In addition, there are multiple rectangular anchors at each point, the number of rectangular anchors is also different for each layer, determined by the number of anchors in each layer, the length and width of the rectangular anchors are determined by the following equation:

where the ratio is the aspect ratio and the value range is M.2。 When ratio=1, anchor is that little square.

calculate the position of the anchor, we also need to determine whether the anchor is beyond the edge of the picture, for the anchor beyond the edge of the picture, we need to clip, as shown in the following figure:

In order to improve the robustness of the algorithm for different size and shape objects, SSD amplified the training data, the main methods include: horizontal flip, random crop, color distortion, randomly sample a patch, etc.

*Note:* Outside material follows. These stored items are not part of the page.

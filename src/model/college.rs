use rust_decimal::Decimal;
use serde::{Deserialize, Serialize};
use utoipa::ToSchema;

#[derive(Serialize, Deserialize, Debug, Clone, PartialEq, ToSchema)]
#[serde(rename_all = "camelCase")]
pub struct CollegeDto {
    pub college_id: i32,
    pub college_name: String,
    pub location: String,
}

#[derive(Serialize, Deserialize, Debug, Clone, PartialEq, ToSchema)]
#[serde(rename_all = "camelCase")]
pub struct CourseDto {
    pub course_id: i32,
    pub college_id: i32,
    pub course_name: String,
    pub fee: Decimal,
}

/// A college together with the courses persisted for it by the same request.
#[derive(Serialize, Deserialize, Debug, Clone, PartialEq, ToSchema)]
#[serde(rename_all = "camelCase")]
pub struct CollegeWithCoursesDto {
    pub college_id: i32,
    pub college_name: String,
    pub location: String,
    pub courses: Vec<CourseDto>,
}

/// One row of the colleges/courses inner join.
#[derive(Serialize, Deserialize, Debug, Clone, PartialEq, ToSchema)]
#[serde(rename_all = "camelCase")]
pub struct CollegeCourseDto {
    pub college_id: i32,
    pub college_name: String,
    pub location: String,
    pub course: String,
    pub fee: Decimal,
}

#[derive(Serialize, Deserialize, Debug, Clone, Default, ToSchema)]
#[serde(rename_all = "camelCase")]
pub struct NewCourseDto {
    pub course_name: Option<String>,
    pub fee: Option<Decimal>,
}

#[derive(Serialize, Deserialize, Debug, Clone, Default, ToSchema)]
#[serde(rename_all = "camelCase")]
pub struct CreateCollegeDto {
    pub college_name: Option<String>,
    pub location: Option<String>,
    /// Courses to attach; omitted or empty creates the college on its own.
    pub courses: Option<Vec<NewCourseDto>>,
}

#[derive(Serialize, Deserialize, Debug, Clone, Default, ToSchema)]
#[serde(rename_all = "camelCase")]
pub struct CreateCourseDto {
    pub college_id: Option<i32>,
    pub course_name: Option<String>,
    pub fee: Option<Decimal>,
}
//! User service for business logic.
//!
//! This module provides the `UserService` for the user workflow: listing, registering and
//! removing users. Email is the business key; the pre-check gives a friendly error while
//! the unique constraint on `users.email` stays authoritative for concurrent requests.

use sea_orm::DatabaseConnection;

use crate::server::{
    data::user::UserRepository,
    error::AppError,
    model::user::{CreateUserParam, User},
    util::db::is_unique_violation,
};

/// Service providing business logic for user management.
pub struct UserService<'a> {
    pub db: &'a DatabaseConnection,
}

impl<'a> UserService<'a> {
    /// Creates a new UserService instance.
    ///
    /// # Arguments
    /// - `db` - Reference to the database connection
    ///
    /// # Returns
    /// - `UserService` - New service instance
    pub fn new(db: &'a DatabaseConnection) -> Self {
        Self { db }
    }

    /// Retrieves every user ordered by ID.
    ///
    /// # Returns
    /// - `Ok(Vec<User>)` - All users (empty if none exist)
    /// - `Err(AppError::DbErr)` - Database error during query
    pub async fn get_all(&self) -> Result<Vec<User>, AppError> {
        let users = UserRepository::new(self.db).get_all().await?;
        Ok(users)
    }

    /// Checks whether a user with the given email is registered.
    ///
    /// A failed lookup is reported as an error rather than being treated as a match.
    pub async fn exists(&self, email: &str) -> Result<bool, AppError> {
        let exists = UserRepository::new(self.db).exists_by_email(email).await?;
        Ok(exists)
    }

    /// Registers a new user.
    ///
    /// # Arguments
    /// - `param` - Validated name and email
    ///
    /// # Returns
    /// - `Ok(User)` - The persisted user
    /// - `Err(AppError::Conflict)` - A user with that email already exists
    /// - `Err(AppError::DbErr)` - Database error during lookup or insert
    pub async fn create(&self, param: CreateUserParam) -> Result<User, AppError> {
        if self.exists(&param.email).await? {
            return Err(user_already_exists());
        }

        match UserRepository::new(self.db).create(param).await {
            Ok(user) => {
                tracing::info!("Created user {} ({})", user.id, user.email);
                Ok(user)
            }
            // Lost the race against a concurrent insert of the same email
            Err(err) if is_unique_violation(&err) => Err(user_already_exists()),
            Err(err) => Err(err.into()),
        }
    }

    /// Deletes the user registered under `email`.
    ///
    /// # Returns
    /// - `Ok(User)` - The user as it was before deletion
    /// - `Err(AppError::NotFound)` - No user with that email
    /// - `Err(AppError::DbErr)` - Database error during lookup or delete
    pub async fn delete(&self, email: &str) -> Result<User, AppError> {
        let user_repo = UserRepository::new(self.db);

        let Some(user) = user_repo.find_by_email(email).await? else {
            return Err(AppError::NotFound("User does not exist".to_string()));
        };

        if user_repo.delete_by_email(email).await? == 0 {
            // Deleted concurrently between the lookup and the delete
            return Err(AppError::NotFound("User does not exist".to_string()));
        }

        tracing::info!("Deleted user {} ({})", user.id, user.email);

        Ok(user)
    }
}

fn user_already_exists() -> AppError {
    AppError::Conflict("User already exists".to_string())
}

the whole test process is relatively simple, that is, the test sample is fed into the SSD network, and then the network will output the category and location prediction for each anchor. After that, the category of each anchor is determined based on the predicted value of the category, and those that belong to the background are filtered out, and then the lower confidence anchor is filtered out according to the category confidence threshold. For the anchor that stays, the position transformation is performed according to the predicted position offset to obtain the predicted box. After getting the predicted box, it is sorted in descending order according to the category confidence of the box, and then the first k boxes are retained. Finally, the NMS is performed, the box with high overlap is removed, and the remaining box after THE NMS is the final detection result.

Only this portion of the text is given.